# ML Pipeline

This Jupyter Notebook demonstrates the implementation of a pipeline using PySpark. The pipeline includes data preprocessing, feature engineering, and model training. In addition, we perform cross-validation to find the best model and save it for future use. The dataset used in this notebook is a dataset on customer churn.
Data Loading

The first step in this process is to load the customer churn dataset. The dataset should be loaded into a PySpark DataFrame.

## Feature Engineering

After preprocessing, we perform feature engineering to create new features that may be useful in predicting customer churn. In this notebook, we use PySpark's VectorAssembler to combine all the features into a single vector.

## Model Training

With the data prepared and engineered, the next step is to train the models. We use PySpark's Pipeline class to define a pipeline that includes the preprocessing, feature engineering, and model training steps. We train three different classifiers - logistic regression, random forest, and naive Bayes classifier. We also perform cross-validation to determine the best model.

## Model Evaluation

After training the models, we evaluate their performance using metrics such as accuracy, precision, recall, and F1-score. In this case we use the ROC value. We also calculate the confusion matrix for each model.

## Model Selection and Saving

Based on the evaluation results, we select the best model, which turns out to be the random forest classifier. We save this model for future use.

## Conclusion

In this Jupyter Notebook, we have demonstrated the implementation of a pipeline using PySpark for customer churn prediction. We performed data preprocessing, feature engineering, and model training using PySpark's built-in libraries. We also performed cross-validation to find the best model and saved it for future use. The random forest classifier was found to be the best model based on evaluation metrics.

In [1]:
# Starter code
import matplotlib.pyplot as plt
import pandas as pd
import numpy as np

from pyspark.sql import SparkSession
from pyspark.sql.functions import col, count, udf
from pyspark.sql.functions import max as fmax, min as fmin
from pyspark.sql.types import IntegerType, FloatType

In [2]:
from pyspark.ml.feature import VectorAssembler
from pyspark.ml.classification import LogisticRegression, RandomForestClassifier, NaiveBayes
from pyspark.mllib.evaluation import MulticlassMetrics

from pyspark.ml.evaluation import BinaryClassificationEvaluator, MulticlassClassificationEvaluator

from pyspark.ml.pipeline import Pipeline
from pyspark.ml.tuning import CrossValidator, ParamGridBuilder

In [3]:
from CurveMetrics import CurveMetrics

In [4]:
# Create spark session
spark = SparkSession \
    .builder \
    .appName("Sparkify") \
    .getOrCreate()

23/03/11 11:12:32 WARN Utils: Your hostname, pop-os resolves to a loopback address: 127.0.1.1; using 192.168.248.232 instead (on interface wlp110s0)
23/03/11 11:12:32 WARN Utils: Set SPARK_LOCAL_IP if you need to bind to another address


Setting default log level to "WARN".
To adjust logging level use sc.setLogLevel(newLevel). For SparkR, use setLogLevel(newLevel).

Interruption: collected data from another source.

//! Route path parsing
//!
//! The app is addressed by the same paths the web client used. The
//! initial route arrives as a process argument; unmatched paths land on
//! the not-found view.

use crate::state::View;

/// A parsed route
#[derive(Debug, Clone, PartialEq, Eq)]
pub enum Route {
    Home,
    Login,
    Registration,
    ForgotPassword,
    /// `/reset-password/:token` or `/reset-password/` (token missing)
    ResetPassword { token: Option<String> },
    NotFound,
}

impl Route {
    /// Parse a route path into a `Route`
    pub fn parse(path: &str) -> Self {
        match path {
            "/" => Route::Home,
            "/login" => Route::Login,
            "/registration" => Route::Registration,
            "/forgot-password" => Route::ForgotPassword,
            _ => {
                if let Some(rest) = path.strip_prefix("/reset-password/") {
                    if rest.is_empty() {
                        Route::ResetPassword { token: None }
                    } else if rest.contains('/') {
                        Route::NotFound
                    } else {
                        Route::ResetPassword {
                            token: Some(rest.to_string()),
                        }
                    }
                } else {
                    Route::NotFound
                }
            }
        }
    }

    /// The view this route renders
    pub fn view(&self) -> View {
        match self {
            Route::Home => View::Home,
            Route::Login => View::Login,
            Route::Registration => View::Registration,
            Route::ForgotPassword => View::ForgotPassword,
            Route::ResetPassword { .. } => View::ResetPassword,
            Route::NotFound => View::NotFound,
        }
    }

    /// The reset token carried by this route, if any
    pub fn reset_token(&self) -> Option<String> {
        match self {
            Route::ResetPassword { token } => token.clone(),
            _ => None,
        }
    }
}
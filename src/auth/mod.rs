//! Authentication backend module
//!
//! The flows talk to an [`AuthBackend`] trait object so the simulated
//! implementation can later be swapped for a real API client without
//! touching page logic.

mod client;
mod traits;

pub use client::SimulatedAuth;
pub use traits::AuthBackend;

#[cfg(test)]
pub use traits::MockAuthBackend;

use thiserror::Error;

/// Known social-login provider identifiers
pub const PROVIDER_GOOGLE: &str = "google";
pub const PROVIDER_GITHUB: &str = "github";

/// Transport-level backend failure.
///
/// The simulated backend never produces one; a real client would map
/// connection and protocol errors here. Business rejections (wrong
/// credentials, expired token) are [`SubmissionResult::Failure`] values,
/// not errors.
#[derive(Debug, Error)]
pub enum AuthError {
    #[error("authentication service unreachable: {0}")]
    Unreachable(String),
}

/// Outcome of one submission attempt, consumed to render a banner
#[derive(Debug, Clone, PartialEq, Eq)]
pub enum SubmissionResult {
    Success { message: String },
    Failure { message: String },
}

impl SubmissionResult {
    pub fn success(message: impl Into<String>) -> Self {
        Self::Success {
            message: message.into(),
        }
    }

    pub fn failure(message: impl Into<String>) -> Self {
        Self::Failure {
            message: message.into(),
        }
    }

    pub fn is_success(&self) -> bool {
        matches!(self, Self::Success { .. })
    }

    pub fn message(&self) -> &str {
        match self {
            Self::Success { message } | Self::Failure { message } => message,
        }
    }
}

/// Login payload
#[derive(Debug, Clone)]
pub struct Credentials {
    pub email: String,
    pub password: String,
    pub remember_me: bool,
}

/// Registration payload
#[derive(Debug, Clone)]
pub struct RegistrationRequest {
    pub full_name: String,
    pub email: String,
    pub password: String,
}

/// Reset-password payload; the token comes from the route, not the form
#[derive(Debug, Clone)]
pub struct ResetRequest {
    pub token: Option<String>,
    pub new_password: String,
}
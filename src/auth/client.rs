//! Simulated authentication backend
//!
//! Stands in for a real API: every operation suspends for a fixed
//! interval and resolves a hard-coded or trivially-derived outcome.
//! There is no persistence, token issuance, or network traffic.

use super::{AuthError, Credentials, RegistrationRequest, ResetRequest, SubmissionResult};
use super::traits::AuthBackend;
use async_trait::async_trait;
use std::time::Duration;
use tokio::time::sleep;

/// Delay applied to form submissions
const SUBMIT_DELAY: Duration = Duration::from_millis(1500);
/// Delay applied to social-login exchanges
const SOCIAL_DELAY: Duration = Duration::from_millis(2000);

/// The one credential pair the simulator accepts
const DEMO_EMAIL: &str = "user@example.com";
const DEMO_PASSWORD: &str = "password";

/// Fixed-delay, fixed-outcome backend used until a real one exists
#[derive(Debug, Clone, Copy, Default)]
pub struct SimulatedAuth;

impl SimulatedAuth {
    pub fn new() -> Self {
        Self
    }
}

#[async_trait]
impl AuthBackend for SimulatedAuth {
    async fn login(&self, credentials: Credentials) -> Result<SubmissionResult, AuthError> {
        tracing::debug!(email = %credentials.email, "login submitted");
        sleep(SUBMIT_DELAY).await;
        if credentials.email == DEMO_EMAIL && credentials.password == DEMO_PASSWORD {
            tracing::info!("login successful");
            Ok(SubmissionResult::success("Logged in."))
        } else {
            Ok(SubmissionResult::failure(
                "Invalid email or password. Please try again.",
            ))
        }
    }

    async fn register(
        &self,
        request: RegistrationRequest,
    ) -> Result<SubmissionResult, AuthError> {
        tracing::debug!(email = %request.email, "registration submitted");
        sleep(SUBMIT_DELAY).await;
        // Always succeeds until a real account store exists
        tracing::info!(email = %request.email, "registration successful");
        Ok(SubmissionResult::success(
            "Registration successful! Please log in.",
        ))
    }

    async fn request_password_reset(
        &self,
        email: String,
    ) -> Result<SubmissionResult, AuthError> {
        tracing::debug!(%email, "password reset requested");
        sleep(SUBMIT_DELAY).await;
        // Deliberately does not reveal whether the account exists
        Ok(SubmissionResult::success(
            "If an account with that email exists, a password reset link has been sent.",
        ))
    }

    async fn reset_password(&self, request: ResetRequest) -> Result<SubmissionResult, AuthError> {
        tracing::debug!(token = ?request.token, "password reset submitted");
        sleep(SUBMIT_DELAY).await;
        if request.token.is_some() {
            Ok(SubmissionResult::success(
                "Your password has been successfully reset. \
                 You can now log in with your new password.",
            ))
        } else {
            Ok(SubmissionResult::failure(
                "Failed to reset password. The reset link may be invalid or expired.",
            ))
        }
    }

    async fn social_login(&self, provider: String) -> Result<SubmissionResult, AuthError> {
        tracing::debug!(%provider, "social login attempted");
        sleep(SOCIAL_DELAY).await;
        // The OAuth exchange is a stub: the flow "initiates" and nothing more
        tracing::info!(%provider, "social login flow initiated");
        Ok(SubmissionResult::success(format!(
            "{provider} login flow initiated."
        )))
    }
}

23/03/11 11:12:33 WARN NativeCodeLoader: Unable to load native-hadoop library for your platform... using builtin-java classes where applicable


In [5]:
spark.conf.set("spark.sql.repl.eagerEval.enabled", True)

In [6]:
# Read in full sparkify dataset
# Full dataset
# event_data = "s3n://udacity-dsnd/sparkify/sparkify_event_data.json"
event_data = "clean_data/part-00000-e576dd1f-cbc4-437f-abcd-f83e8d8519fa-c000.csv"
# Mini dataset
#event_data = "mini_sparkify_event_data.json"
df = spark.read.csv(event_data, header=True)

In [7]:
features = ['n_pages', 
            'thumbs_down', 
            'home', 
            'downgrade', 
            'roll_advert', 
            'about', 
            'add_playlist', 
            'nextsong', 
            'thumbs_up', 
            'error', 
            'submit_upgrade', 
            'total_length']

In [8]:
# Cast data to integers
for i in range(len(features)):
    df = df.withColumn(features[i] , df[features[i]].cast(IntegerType()))
    
df = df.withColumn('label' , df['label'].cast(IntegerType()))

In [9]:
df.printSchema()

root
 |-- userId: string (nullable = true)
 |-- n_pages: integer (nullable = true)
 |-- thumbs_down: integer (nullable = true)
 |-- home: integer (nullable = true)
 |-- downgrade: integer (nullable = true)
 |-- roll_advert: integer (nullable = true)
 |-- about: integer (nullable = true)
 |-- add_playlist: integer (nullable = true)
 |-- nextsong: integer (nullable = true)
 |-- thumbs_up: integer (nullable = true)
 |-- error: integer (nullable = true)
 |-- submit_upgrade: integer (nullable = true)
 |-- total_length: integer (nullable = true)
 |-- label: integer (nullable = true)



In [10]:
# Split data into training and test data
train, test = df.randomSplit([0.9, 0.1], seed=42)

In [11]:
# Pipeline
assembler = VectorAssembler(inputCols=features, outputCol='features')
lr = LogisticRegression()
rf = RandomForestClassifier()
nb = NaiveBayes()


lrPipeline = Pipeline(stages=[assembler, lr])
rfPipeline = Pipeline(stages=[assembler, rf])
nbPipeline = Pipeline(stages=[assembler, nb])

In [12]:
# Model tuning
lrParamGrid = ParamGridBuilder()\
            .addGrid(lr.regParam, [0.0, 0.1, 1.0])\
            .addGrid(lr.maxIter, [100])\
            .build()

rfParamGrid = ParamGridBuilder()\
            .addGrid(rf.numTrees, [3, 5, 10])\
            .addGrid(rf.maxDepth, [2, 5, 10, 20])\
            .build()

nbParamGrid = ParamGridBuilder()\
            .addGrid(nb.modelType, ['multinomial', 'gaussian'])\
            .build()

lrCrossval = CrossValidator(estimator = lrPipeline,
                         estimatorParamMaps = lrParamGrid,
                         evaluator = BinaryClassificationEvaluator(metricName='areaUnderROC'),
                         numFolds = 3)

rfCrossval = CrossValidator(estimator = rfPipeline,
                         estimatorParamMaps = rfParamGrid,
                         evaluator = BinaryClassificationEvaluator(metricName='areaUnderROC'),
                         numFolds = 3)

nbCrossval = CrossValidator(estimator = nbPipeline,
                         estimatorParamMaps = nbParamGrid,
                         evaluator = BinaryClassificationEvaluator(metricName='areaUnderROC'),
                         numFolds = 3)

In [13]:
lrCVModel = lrCrossval.fit(train)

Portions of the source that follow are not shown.